楓歌の入れるお茶の到着を待つ間、京志郎はレンタル猫のように大人しく、窓の向こうにそびえる森――鎮守の杜を眺めていた。
すると、
ヴヴヴヴヴヴヴヴ……
「なんだ?」
静謐な部屋の中へ、やにわに奇妙な音が流れ込んで来た。
ヴヴヴヴヴヴヴヴ……
連続的に鳴り続けているその音はどうやら何かの振動音の様で、襖で仕切られた隣の部屋から聞こえてきているようだった。
ヴヴヴヴヴヴヴヴ……
「携帯でも震えてんのかぁ?」
鳴りやまないその音は、一度聞こえてしまうとどうにも気になってしまう。耳障りな音波を停止させるべくすっくと立ち上がり、襖の引き手に手を掛けたところで、
「……ん?」
ヴヴヴ、とはまた別の音が聞こえてきた。
「――――――――――。」
ヴヴヴヴヴヴヴヴ……
振動音と被って聞こえるその音は、ヴヴヴに比べれば小さな音だったので正確には聞き取れなかったが、どうやらそれは人の声の様だった。
「なんだ、家の人いたんだ」
原因不明の安堵と失意を練り合わせたような感覚を抱きつつ、「挨拶しておくべきか?」「いや、勝手に襖を開けるのは失礼なのでは?」などと、京志郎の中の常識的好青年な部分が、脳内で議論をし始める。
その間もヴヴヴ音はずっと鳴り続け……
「ん?なんか、また人の声が聞こえるぞ?」
振動音の隙間から漏れ聞こえる声に耳を澄ませると、
「あっ、あん……、あん、んっ……いい……、そこ……いいっ……」
脳内議論は会議机ごと、一瞬にして忘却の彼方へ吹き飛んで行った。
(えええええええっ!!)
(待て待て待て待て!なんだこの声はっ!)
(これは……女の人の声……だよな?なんか、喘ぎ声みたいに聞こえるんだけど……)
顔面の温度が急速に上がり始め、正常な思考を失いかけている京志郎に畳み掛けるように、
「あぅ、あん……、あぁーっ気持ちいい……ぞ……。あっ、んあっ、あっ、そこ……ダメ……イイ……っ!あっ!ああっ!んん……っ!」
(おいおいおいおい。なんだなんだなんなんだ。なんだ気持ちいいって!)
(ダメなのか!イイのか!どっちなんだ!!)
やけにしっとりとした妖艶な声が溢れるエロスを滲ませて部屋の中に響き渡り、京志郎の鼓膜を震わせて脳回路を桃色に染め上げる。
(しかもさっきからヴヴヴって……)
振動音と女性のよがるような声を同時に聞いて、男子高校生が思い浮かべる光景などそう沢山は無い。

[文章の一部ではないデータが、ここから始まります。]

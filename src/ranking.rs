use crate::engine::Candidate;

/// Enforces the identification output contract on a candidate list: sorted
/// ascending by distance with ties kept in insertion order, then resized to
/// exactly `num_candidates` entries: excess candidates dropped from the
/// tail, missing slots filled with invalid placeholders.
pub fn finalize_candidates(candidates: &mut Vec<Candidate>, num_candidates: u32) {
    candidates.sort_by(|a, b| a.distance.total_cmp(&b.distance));
    candidates.resize_with(num_candidates as usize, Candidate::invalid);
}

/// A list of nothing but placeholders, used when a query's real candidates
/// must be discarded.
pub fn invalid_list(num_candidates: u32) -> Vec<Candidate> {
    let mut candidates = Vec::new();
    candidates.resize_with(num_candidates as usize, Candidate::invalid);
    candidates
}

/// True when the list already satisfies the output contract for
/// `num_candidates`: exact length and non-decreasing distances.
pub fn is_conformant(candidates: &[Candidate], num_candidates: u32) -> bool {
    candidates.len() == num_candidates as usize
        && candidates
            .windows(2)
            .all(|pair| pair[0].distance.total_cmp(&pair[1].distance).is_le())
}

というか、大体一つに決まり切っている。京志郎もその例外ではなかった。
(これって、やっぱ……い、いやらしいことを…………)
その間も謎の振動音と妖艶な声は続き、京志郎の歪んだ想像力を加速させる。
彼の目には、襖の向こうで棒状のナニカを股に宛てがい、脚をクネらせて悶えている女性の姿が、あたかも現実のもののように透けて見えた。
ゴクリ……
生唾を飲む音が、髄にまで響く。
既に京志郎の理性は塵芥ほども無く、気が付けば、好奇心と警戒心、そして下心の小片を握って襖に手を掛けていた。